(Saved entries)

——

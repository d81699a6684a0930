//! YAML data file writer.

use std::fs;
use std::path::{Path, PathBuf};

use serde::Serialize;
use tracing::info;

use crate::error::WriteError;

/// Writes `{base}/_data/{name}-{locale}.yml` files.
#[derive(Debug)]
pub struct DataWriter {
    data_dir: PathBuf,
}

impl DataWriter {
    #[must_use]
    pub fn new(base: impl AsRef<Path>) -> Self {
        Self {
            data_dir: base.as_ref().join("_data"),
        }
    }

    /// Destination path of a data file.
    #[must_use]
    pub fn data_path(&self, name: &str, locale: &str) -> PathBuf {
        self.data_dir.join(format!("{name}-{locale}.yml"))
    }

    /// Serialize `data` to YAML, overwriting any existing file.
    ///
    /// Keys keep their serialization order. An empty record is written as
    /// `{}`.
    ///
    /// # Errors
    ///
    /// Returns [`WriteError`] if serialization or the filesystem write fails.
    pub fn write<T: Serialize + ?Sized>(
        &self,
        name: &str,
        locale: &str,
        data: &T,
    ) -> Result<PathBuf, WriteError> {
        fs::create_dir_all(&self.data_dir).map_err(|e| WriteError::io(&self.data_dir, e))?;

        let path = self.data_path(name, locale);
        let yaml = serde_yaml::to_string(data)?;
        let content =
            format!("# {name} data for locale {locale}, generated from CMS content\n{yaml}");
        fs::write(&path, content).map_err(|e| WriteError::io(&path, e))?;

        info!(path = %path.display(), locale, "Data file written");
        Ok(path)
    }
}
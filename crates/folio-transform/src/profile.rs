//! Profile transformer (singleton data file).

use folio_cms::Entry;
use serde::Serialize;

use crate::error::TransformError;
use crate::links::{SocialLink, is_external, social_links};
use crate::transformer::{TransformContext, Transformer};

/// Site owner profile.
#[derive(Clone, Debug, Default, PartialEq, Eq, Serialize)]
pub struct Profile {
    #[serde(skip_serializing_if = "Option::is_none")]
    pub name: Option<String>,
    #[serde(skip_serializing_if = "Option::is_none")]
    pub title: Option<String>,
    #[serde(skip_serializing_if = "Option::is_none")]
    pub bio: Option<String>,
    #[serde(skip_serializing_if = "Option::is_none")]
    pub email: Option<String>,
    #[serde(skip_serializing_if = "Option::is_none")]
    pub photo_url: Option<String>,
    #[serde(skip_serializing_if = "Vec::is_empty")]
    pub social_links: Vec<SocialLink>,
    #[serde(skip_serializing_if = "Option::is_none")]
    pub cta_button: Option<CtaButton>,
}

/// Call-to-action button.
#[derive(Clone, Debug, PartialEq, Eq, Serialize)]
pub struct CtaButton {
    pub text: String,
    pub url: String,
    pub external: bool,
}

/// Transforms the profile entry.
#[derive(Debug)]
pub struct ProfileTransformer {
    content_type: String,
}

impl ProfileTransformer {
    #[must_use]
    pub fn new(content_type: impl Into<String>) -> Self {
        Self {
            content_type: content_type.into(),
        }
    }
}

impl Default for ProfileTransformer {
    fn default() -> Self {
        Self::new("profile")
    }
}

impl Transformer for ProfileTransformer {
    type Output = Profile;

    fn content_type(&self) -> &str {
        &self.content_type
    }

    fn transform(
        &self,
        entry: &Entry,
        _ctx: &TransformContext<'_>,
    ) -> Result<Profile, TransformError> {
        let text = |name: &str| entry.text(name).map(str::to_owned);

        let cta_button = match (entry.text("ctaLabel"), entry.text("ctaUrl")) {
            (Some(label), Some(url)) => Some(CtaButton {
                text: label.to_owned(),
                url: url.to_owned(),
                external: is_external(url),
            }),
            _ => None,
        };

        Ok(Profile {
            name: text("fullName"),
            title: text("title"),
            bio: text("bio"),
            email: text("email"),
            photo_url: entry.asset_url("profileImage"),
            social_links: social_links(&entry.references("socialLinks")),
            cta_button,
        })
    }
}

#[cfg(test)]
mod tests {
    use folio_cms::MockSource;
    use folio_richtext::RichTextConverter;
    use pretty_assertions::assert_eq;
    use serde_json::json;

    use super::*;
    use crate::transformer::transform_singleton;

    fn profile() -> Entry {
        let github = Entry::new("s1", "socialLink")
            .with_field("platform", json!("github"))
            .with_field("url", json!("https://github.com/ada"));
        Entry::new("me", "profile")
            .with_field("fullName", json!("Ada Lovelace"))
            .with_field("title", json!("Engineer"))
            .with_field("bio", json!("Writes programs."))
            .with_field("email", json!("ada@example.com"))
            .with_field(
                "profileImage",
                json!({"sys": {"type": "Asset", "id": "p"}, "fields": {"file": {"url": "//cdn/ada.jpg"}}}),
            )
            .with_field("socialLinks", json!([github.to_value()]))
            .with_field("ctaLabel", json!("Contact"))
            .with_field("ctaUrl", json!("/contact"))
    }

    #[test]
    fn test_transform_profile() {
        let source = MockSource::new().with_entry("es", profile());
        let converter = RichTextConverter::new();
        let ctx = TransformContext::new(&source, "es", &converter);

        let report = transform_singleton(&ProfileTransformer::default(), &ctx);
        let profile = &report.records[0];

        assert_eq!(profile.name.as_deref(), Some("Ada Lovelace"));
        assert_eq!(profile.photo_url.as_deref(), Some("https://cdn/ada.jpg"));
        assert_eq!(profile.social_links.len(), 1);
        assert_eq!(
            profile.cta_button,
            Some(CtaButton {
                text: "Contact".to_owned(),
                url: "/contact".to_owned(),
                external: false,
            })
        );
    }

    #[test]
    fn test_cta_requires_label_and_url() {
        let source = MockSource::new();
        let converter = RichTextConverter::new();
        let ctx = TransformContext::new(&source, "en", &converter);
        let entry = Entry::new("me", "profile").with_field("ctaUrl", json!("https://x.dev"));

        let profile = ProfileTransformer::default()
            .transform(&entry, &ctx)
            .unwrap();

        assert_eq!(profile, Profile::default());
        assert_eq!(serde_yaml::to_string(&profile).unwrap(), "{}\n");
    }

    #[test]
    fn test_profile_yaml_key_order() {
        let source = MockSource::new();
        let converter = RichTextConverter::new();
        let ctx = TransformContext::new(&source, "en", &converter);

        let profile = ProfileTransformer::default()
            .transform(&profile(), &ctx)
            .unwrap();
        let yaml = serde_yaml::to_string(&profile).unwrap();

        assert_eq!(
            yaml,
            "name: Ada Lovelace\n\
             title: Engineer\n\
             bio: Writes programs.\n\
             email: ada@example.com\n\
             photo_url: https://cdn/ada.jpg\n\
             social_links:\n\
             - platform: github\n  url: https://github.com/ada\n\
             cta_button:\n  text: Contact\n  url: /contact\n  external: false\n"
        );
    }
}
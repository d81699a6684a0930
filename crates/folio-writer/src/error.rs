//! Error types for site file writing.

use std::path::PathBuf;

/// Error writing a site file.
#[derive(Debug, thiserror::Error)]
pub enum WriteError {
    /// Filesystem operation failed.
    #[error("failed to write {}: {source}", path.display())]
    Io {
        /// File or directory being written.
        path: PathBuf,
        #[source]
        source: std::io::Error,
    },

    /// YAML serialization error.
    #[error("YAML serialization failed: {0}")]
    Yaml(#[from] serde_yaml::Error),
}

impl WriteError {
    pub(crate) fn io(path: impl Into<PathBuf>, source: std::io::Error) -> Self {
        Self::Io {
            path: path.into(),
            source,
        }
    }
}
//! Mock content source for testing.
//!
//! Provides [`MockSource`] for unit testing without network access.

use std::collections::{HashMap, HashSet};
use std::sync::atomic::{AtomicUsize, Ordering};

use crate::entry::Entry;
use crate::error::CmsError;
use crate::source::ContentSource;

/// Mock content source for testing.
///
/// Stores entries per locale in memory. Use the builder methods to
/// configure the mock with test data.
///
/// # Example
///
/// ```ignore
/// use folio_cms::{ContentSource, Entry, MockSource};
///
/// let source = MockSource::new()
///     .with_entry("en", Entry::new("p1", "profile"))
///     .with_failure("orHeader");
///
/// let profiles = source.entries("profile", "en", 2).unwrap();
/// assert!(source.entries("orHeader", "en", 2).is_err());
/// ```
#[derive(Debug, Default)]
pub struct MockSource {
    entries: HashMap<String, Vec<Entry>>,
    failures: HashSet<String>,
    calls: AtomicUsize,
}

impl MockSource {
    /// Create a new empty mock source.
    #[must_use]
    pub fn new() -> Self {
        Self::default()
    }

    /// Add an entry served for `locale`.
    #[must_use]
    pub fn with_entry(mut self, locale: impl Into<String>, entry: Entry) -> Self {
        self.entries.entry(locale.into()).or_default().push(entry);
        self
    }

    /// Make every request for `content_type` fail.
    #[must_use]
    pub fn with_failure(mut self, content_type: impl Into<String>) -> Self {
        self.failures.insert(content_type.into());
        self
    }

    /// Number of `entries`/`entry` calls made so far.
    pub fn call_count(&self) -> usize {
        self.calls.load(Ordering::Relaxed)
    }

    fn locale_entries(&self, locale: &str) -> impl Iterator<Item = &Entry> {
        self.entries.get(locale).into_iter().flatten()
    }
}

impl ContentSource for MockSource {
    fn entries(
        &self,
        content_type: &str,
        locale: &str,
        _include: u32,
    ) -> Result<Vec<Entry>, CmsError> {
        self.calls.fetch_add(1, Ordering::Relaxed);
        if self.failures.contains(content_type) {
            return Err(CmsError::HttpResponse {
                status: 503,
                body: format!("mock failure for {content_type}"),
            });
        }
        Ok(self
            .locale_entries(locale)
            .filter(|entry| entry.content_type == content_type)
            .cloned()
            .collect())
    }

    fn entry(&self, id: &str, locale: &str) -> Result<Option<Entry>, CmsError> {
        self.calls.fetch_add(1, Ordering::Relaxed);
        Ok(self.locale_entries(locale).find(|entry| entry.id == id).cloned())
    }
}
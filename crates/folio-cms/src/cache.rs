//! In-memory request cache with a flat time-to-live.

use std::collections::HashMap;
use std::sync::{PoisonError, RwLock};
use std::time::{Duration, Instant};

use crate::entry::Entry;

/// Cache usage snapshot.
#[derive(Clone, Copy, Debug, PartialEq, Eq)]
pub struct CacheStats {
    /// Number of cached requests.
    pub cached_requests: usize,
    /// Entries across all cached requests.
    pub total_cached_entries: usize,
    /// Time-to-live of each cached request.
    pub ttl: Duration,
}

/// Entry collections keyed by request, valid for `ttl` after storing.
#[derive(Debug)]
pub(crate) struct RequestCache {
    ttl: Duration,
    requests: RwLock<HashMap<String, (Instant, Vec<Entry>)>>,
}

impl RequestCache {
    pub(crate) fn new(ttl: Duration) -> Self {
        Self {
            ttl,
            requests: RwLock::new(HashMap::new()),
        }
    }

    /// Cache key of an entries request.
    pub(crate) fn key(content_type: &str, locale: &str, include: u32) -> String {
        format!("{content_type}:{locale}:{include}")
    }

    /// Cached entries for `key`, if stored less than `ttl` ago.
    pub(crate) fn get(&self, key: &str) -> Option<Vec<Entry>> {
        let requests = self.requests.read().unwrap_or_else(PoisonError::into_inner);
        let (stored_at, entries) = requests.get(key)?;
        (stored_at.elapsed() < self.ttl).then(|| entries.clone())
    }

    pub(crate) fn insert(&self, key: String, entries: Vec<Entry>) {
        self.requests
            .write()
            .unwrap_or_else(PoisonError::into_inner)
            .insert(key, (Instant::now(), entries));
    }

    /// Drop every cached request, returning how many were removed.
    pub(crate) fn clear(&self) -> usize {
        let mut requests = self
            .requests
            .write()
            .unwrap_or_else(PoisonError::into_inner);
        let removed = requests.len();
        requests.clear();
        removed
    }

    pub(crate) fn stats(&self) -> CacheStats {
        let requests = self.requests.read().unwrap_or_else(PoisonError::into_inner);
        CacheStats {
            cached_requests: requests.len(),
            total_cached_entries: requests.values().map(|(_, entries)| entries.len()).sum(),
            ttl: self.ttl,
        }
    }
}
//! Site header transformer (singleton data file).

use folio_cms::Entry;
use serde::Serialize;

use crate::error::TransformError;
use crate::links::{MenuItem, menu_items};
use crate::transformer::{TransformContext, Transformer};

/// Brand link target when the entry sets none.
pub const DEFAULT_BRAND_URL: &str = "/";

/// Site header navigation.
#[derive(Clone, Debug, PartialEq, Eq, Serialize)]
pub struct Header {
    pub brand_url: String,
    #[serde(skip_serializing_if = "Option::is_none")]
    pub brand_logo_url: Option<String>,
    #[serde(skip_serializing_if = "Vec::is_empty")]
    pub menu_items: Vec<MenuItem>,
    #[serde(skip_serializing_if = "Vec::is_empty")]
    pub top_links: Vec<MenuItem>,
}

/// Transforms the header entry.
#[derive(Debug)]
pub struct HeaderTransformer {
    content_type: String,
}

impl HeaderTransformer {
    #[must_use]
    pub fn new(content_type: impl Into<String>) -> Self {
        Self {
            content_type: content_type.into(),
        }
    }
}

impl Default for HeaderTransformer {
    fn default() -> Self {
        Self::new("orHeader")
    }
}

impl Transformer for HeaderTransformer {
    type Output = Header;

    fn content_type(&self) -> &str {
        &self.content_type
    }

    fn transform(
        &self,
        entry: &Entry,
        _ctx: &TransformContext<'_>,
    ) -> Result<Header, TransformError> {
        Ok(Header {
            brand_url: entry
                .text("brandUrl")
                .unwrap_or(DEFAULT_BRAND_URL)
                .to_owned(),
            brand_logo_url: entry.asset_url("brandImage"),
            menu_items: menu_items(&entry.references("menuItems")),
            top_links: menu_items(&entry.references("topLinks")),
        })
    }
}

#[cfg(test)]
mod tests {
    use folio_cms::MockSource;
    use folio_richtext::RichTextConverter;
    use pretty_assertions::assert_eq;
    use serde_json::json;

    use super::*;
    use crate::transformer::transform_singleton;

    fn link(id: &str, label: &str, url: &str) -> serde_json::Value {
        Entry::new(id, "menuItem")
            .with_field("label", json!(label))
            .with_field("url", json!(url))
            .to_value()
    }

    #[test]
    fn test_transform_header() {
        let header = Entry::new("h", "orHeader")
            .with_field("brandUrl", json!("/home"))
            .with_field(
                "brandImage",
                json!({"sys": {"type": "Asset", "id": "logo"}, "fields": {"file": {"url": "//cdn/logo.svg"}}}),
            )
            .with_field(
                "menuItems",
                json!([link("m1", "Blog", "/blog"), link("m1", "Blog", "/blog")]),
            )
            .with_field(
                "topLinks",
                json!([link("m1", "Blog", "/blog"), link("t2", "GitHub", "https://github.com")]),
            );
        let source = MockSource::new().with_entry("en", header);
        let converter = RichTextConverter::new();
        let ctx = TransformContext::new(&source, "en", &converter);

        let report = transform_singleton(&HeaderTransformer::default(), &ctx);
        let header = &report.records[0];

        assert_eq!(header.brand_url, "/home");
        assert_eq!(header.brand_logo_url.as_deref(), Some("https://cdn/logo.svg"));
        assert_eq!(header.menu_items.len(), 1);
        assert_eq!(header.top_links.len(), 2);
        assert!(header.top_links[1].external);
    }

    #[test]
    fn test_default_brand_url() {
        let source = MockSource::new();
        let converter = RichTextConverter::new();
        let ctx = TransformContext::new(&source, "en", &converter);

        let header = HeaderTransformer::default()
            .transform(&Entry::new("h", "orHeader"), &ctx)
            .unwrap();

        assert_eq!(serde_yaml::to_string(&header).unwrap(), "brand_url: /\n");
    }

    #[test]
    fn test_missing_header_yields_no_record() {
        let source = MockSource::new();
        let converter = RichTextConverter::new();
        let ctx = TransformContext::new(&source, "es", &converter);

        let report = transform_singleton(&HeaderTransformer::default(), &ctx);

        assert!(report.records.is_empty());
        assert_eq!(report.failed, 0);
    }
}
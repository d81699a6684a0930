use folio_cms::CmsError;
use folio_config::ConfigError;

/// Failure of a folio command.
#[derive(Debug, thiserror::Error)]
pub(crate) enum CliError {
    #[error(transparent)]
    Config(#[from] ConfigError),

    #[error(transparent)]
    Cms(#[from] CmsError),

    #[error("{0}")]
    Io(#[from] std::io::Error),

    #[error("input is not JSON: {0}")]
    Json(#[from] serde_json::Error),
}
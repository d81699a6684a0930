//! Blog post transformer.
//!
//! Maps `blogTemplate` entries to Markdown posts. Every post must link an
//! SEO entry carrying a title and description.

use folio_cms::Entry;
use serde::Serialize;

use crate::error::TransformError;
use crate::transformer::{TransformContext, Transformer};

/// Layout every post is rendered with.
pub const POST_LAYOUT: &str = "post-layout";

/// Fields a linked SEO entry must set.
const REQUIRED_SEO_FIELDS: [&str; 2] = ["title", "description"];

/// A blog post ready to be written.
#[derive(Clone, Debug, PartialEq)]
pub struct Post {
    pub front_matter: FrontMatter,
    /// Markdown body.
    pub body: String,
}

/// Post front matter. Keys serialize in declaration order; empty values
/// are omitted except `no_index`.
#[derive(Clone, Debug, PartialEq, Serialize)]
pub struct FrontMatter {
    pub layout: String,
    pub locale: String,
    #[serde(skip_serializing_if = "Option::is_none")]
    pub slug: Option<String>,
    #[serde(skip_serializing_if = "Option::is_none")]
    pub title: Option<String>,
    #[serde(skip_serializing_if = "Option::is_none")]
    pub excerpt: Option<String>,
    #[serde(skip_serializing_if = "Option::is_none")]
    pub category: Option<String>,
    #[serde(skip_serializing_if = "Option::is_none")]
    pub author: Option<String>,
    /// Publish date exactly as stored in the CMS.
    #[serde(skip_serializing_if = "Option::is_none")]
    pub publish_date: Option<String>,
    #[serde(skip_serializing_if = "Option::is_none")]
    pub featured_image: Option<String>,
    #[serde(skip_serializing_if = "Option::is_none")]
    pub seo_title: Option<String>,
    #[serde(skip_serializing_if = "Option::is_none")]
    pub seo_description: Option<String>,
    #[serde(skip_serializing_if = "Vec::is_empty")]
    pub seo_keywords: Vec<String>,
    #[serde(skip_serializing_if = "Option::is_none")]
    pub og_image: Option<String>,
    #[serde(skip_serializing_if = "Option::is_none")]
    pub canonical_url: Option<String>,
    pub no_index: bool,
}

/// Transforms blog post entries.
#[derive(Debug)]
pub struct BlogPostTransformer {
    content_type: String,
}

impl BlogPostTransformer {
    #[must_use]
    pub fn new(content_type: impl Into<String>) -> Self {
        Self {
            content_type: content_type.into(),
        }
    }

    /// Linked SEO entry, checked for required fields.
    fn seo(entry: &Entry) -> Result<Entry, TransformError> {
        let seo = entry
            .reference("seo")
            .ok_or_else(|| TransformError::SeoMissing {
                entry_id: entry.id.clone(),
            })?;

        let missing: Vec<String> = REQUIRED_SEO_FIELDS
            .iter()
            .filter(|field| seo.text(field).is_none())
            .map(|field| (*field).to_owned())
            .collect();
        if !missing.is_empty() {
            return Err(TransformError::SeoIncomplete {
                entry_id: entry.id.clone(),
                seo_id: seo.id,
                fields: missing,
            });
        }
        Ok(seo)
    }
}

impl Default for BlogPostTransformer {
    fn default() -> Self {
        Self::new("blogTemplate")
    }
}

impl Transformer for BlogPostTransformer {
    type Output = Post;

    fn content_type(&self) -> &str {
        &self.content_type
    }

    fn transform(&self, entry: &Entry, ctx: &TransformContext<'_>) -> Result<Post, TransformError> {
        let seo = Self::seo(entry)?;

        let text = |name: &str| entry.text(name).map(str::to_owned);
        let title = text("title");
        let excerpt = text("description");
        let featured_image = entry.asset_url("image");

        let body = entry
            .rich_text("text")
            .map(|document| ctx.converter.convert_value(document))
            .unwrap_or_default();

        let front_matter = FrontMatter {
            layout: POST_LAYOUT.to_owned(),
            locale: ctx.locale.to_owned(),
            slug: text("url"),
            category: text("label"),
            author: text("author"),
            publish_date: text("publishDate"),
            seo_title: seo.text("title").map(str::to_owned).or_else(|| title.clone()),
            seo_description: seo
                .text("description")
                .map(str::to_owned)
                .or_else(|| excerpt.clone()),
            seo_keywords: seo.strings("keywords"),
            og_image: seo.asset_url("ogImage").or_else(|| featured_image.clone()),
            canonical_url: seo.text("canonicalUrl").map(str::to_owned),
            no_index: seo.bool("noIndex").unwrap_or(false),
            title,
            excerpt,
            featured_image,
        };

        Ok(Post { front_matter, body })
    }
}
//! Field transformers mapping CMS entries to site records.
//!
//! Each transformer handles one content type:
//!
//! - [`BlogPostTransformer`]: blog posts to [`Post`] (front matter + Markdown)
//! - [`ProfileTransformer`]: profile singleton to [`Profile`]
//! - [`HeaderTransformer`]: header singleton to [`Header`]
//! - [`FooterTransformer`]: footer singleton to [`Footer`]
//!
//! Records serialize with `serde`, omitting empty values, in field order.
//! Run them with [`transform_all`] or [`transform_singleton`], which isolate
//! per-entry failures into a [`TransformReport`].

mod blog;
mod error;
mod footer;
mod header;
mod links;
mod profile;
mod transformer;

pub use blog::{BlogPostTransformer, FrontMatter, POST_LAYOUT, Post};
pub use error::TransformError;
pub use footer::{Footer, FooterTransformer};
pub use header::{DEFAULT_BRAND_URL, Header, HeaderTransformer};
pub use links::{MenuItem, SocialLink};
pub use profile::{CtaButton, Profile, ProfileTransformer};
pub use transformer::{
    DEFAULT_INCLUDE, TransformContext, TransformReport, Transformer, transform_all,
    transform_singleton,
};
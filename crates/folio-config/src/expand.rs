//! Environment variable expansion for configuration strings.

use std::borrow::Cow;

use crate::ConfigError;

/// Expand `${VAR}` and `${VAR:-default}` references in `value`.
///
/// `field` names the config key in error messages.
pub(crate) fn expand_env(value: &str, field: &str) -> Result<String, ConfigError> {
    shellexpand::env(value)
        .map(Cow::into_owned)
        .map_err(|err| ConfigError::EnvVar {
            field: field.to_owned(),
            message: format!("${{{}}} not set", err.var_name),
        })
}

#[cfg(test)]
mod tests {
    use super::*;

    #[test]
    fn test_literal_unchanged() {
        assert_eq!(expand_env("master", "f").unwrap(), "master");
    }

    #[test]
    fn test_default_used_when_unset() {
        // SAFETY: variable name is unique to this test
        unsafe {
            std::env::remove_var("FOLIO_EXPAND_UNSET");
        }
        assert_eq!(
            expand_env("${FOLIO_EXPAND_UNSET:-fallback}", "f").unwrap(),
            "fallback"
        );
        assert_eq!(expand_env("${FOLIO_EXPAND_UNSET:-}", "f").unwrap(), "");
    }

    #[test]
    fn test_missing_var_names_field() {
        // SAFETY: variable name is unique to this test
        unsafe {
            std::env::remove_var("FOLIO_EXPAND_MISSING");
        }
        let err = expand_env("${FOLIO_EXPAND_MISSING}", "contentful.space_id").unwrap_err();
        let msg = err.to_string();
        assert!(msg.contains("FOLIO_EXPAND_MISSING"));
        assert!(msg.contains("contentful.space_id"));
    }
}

——

Provide only the number of lines above that contain the word "Some".

5